Indian monk (1929–2024)

Swami Smaranananda (25 December 1929 – 26 March 2024) was an Indian senior Hindu monk of the Ramakrishna Math and Ramakrishna Mission, and its 16th president. He joined the organization in 1952, and was elected president on 17 July 2017.

== Early life and education ==
Smaranananda was born in 1929 in the village of Andami, in the Tanjavur district of Tamil Nadu, India, to a Tamil Hindu family with joint identity. Real name Jayram Venkatraman. He was raised by his aunt, and finished secondary school in Chennai in 1946.

==Religious career==
Smaranananda received initiation from Swami Shankarananda in 1952, and joined the Ramakrishna Order that same year at its Mumbai centre. He was granted vows of Brahmacharya in 1956 and Sannyasa in 1960, both by Swami Shankarananda.

In 1958, he was posted to Advaita Ashrama in Kolkata, and served there for 18 years in various capacities, including some years as assistant editor of Prabuddha Bharata, the English-language journal founded by Swami Vivekananda. In 1976, he became the secretary of the Ramakrishna Mission Saradapitha, a large educational institution located next to Belur Math, where he served for nearly 15 years. In 1991, he became the head of Sri Ramakrishna Math, Chennai.

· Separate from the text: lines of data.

use std::fmt;

use hashbrown::HashSet;

use crate::error::Error;
use crate::letters::{convert_word_to_array, Word};
use crate::MAX_WORD_LENGTH;

/// Hashes a sequence of small integers into a 32-bit fingerprint
///
/// The same function is used for dictionary words and for ad-hoc
/// cell-coordinate pairs.
/// # Arguments
/// * `seq` - Slice of values to hash (letter indices, or a `[row, col]` pair)
/// # Returns
/// `u32` - fingerprint of `seq`
pub fn fingerprint(seq: &[usize]) -> u32 {
    let mut seed = seq.len() as u32;
    for &n in seq.iter() {
        let x = ((n as u32 >> 16) ^ n as u32).wrapping_mul(0x45d9f3b);
        let y = ((x >> 16) ^ x).wrapping_mul(0x45d9f3b);
        let z = (y >> 16) ^ y;
        seed ^= z
            .wrapping_add(0x9e3779b9)
            .wrapping_add(seed << 6)
            .wrapping_add(seed >> 2);
    }
    seed
}

/// The dictionary of playable words
#[derive(Clone, Debug)]
pub struct Dictionary {
    /// Every word in numeric form, sorted by descending length
    words: Vec<Word>,
    /// Fingerprints of every word, for O(1) membership checks
    fingerprints: HashSet<u32>,
}

impl Dictionary {
    /// Builds a dictionary from word-list text
    ///
    /// One word per line; lines are trimmed and upper-cased, blank lines and
    /// words shorter than two letters are skipped.
    /// # Arguments
    /// * `text` - The word list, one word per line
    /// # Returns
    /// `Dictionary`, or an `Error` if a word holds a character outside A-Z
    pub fn new(text: &str) -> Result<Dictionary, Error> {
        let mut words: Vec<Word> = Vec::new();
        let mut fingerprints: HashSet<u32> = HashSet::new();
        for line in text.lines() {
            let trimmed = line.trim();
            if trimmed.is_empty() {
                continue;
            }
            let upper = trimmed.to_ascii_uppercase();
            if !upper.chars().all(|c| c.is_ascii_uppercase()) {
                return Err(Error::InvalidWord(trimmed.to_owned()));
            }
            if upper.len() < 2 || upper.len() > MAX_WORD_LENGTH {
                continue;
            }
            let word = convert_word_to_array(&upper);
            fingerprints.insert(fingerprint(&word));
            words.push(word);
        }
        words.sort_by(|w1, w2| w2.len().cmp(&w1.len()));
        Ok(Dictionary { words, fingerprints })
    }

    /// Builds a dictionary from a slice of words; meant for tests and examples
    pub fn from_words(words: &[&str]) -> Result<Dictionary, Error> {
        Dictionary::new(&words.join("\n"))
    }

    /// All words in numeric form, longest first
    pub fn words(&self) -> &[Word] {
        &self.words
    }

    /// Whether the given run of letters is a dictionary word
    ///
    /// Membership is a fingerprint lookup; two same-length words colliding
    /// would produce a false positive, which the supplied word lists do not.
    pub fn contains(&self, run: &[usize]) -> bool {
        self.fingerprints.contains(&fingerprint(run))
    }

    /// The number of words in the dictionary
    pub fn len(&self) -> usize {
        self.words.len()
    }

    /// Whether the dictionary holds no words
    pub fn is_empty(&self) -> bool {
        self.words.is_empty()
    }
}

impl fmt::Display for Dictionary {
    fn fmt(&self, f: &mut fmt::Formatter) -> fmt::Result {
        write!(f, "<Dictionary: {} words>", self.words.len())
    }
}

#[cfg(test)]
mod tests {
    use super::*;

    #[test]
    fn test_fingerprint_determinism() {
        let cat = convert_word_to_array("CAT");
        assert_eq!(fingerprint(&cat), fingerprint(&cat));
        assert_ne!(fingerprint(&cat), fingerprint(&convert_word_to_array("CAR")));
        // Length is mixed into the seed, so a prefix hashes differently
        assert_ne!(fingerprint(&cat), fingerprint(&convert_word_to_array("CATS")));
        // The same function works on coordinate pairs
        assert_ne!(fingerprint(&[72, 71]), fingerprint(&[71, 72]));
    }

    #[test]
    fn test_parsing() {
        let dictionary = Dictionary::new("cat\n\n  rat  \nA\nCATS\n").unwrap();
        assert_eq!(dictionary.len(), 3);
        assert!(dictionary.contains(&convert_word_to_array("CAT")));
        assert!(dictionary.contains(&convert_word_to_array("RAT")));
        assert!(dictionary.contains(&convert_word_to_array("CATS")));
        assert!(!dictionary.contains(&convert_word_to_array("CAR")));
        // Single letters are never dictionary words
        assert!(!dictionary.contains(&convert_word_to_array("A")));
    }

    #[test]
    fn test_invalid_word() {
        assert!(matches!(Dictionary::new("cat\nc4t"), Err(Error::InvalidWord(_))));
    }

    #[test]
    fn test_descending_length_order() {
        let dictionary = Dictionary::from_words(&["AT", "CATS", "CAT", "RAT"]).unwrap();
        let lengths: Vec<usize> = dictionary.words().iter().map(|w| w.len()).collect();
        assert_eq!(lengths, vec![4, 3, 3, 2]);
        // The sort is stable, so file order is kept within a length
        assert_eq!(dictionary.words()[1], convert_word_to_array("CAT"));
        assert_eq!(dictionary.words()[2], convert_word_to_array("RAT"));
    }
}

In 1983, he was appointed a trustee of the Ramakrishna Math and a member of the governing body of the Ramakrishna Mission. In 1997, he became the general secretary of the organization, and was made a vice-president in 2007.

The 15th president, Swami Atmasthananda, took samadhi on 18 June 2017. Swami Smaranananda, who had been the most senior vice president, was elected to the post of president on 17 July 2017.

Being the president, he played the role of the spiritual head of the organization and relating to that, he granted spiritual initiation to those who sought spiritual association.

==Later life and death==
In April 2017, Swami Smaranananda inaugurated a toy train at an event at Belur Math. The toy train will pick up and take people around the Math campus. However, the service was discontinued. As of 2024, the service has not resumed, and there have been no official announcements regarding its revival.

In December 2017, he opened the newly renamed headquarters building of the Ramakrishna Mission at Belur Math, now named for its first general secretary, Swami Saradananda.

Srimat Swami Smarananandaji Maharaj attained Mahasamadhi (died) on Tuesday, March 26, 2024, at 8:14 pm at the Ramakrishna Mission Sevapratishthan, Kolkata at the age of 94.

== Works ==
- Musings of a Monk (ISBN 9789381325902): This book is a collection of 68 articles on a variety of subjects, from spiritual writings to a travelog of his many trips around India and to the west.
  - Smriti Smaran Anudhyan (ISBN 9788180405990): Bengali version of the book Musings of a Monk.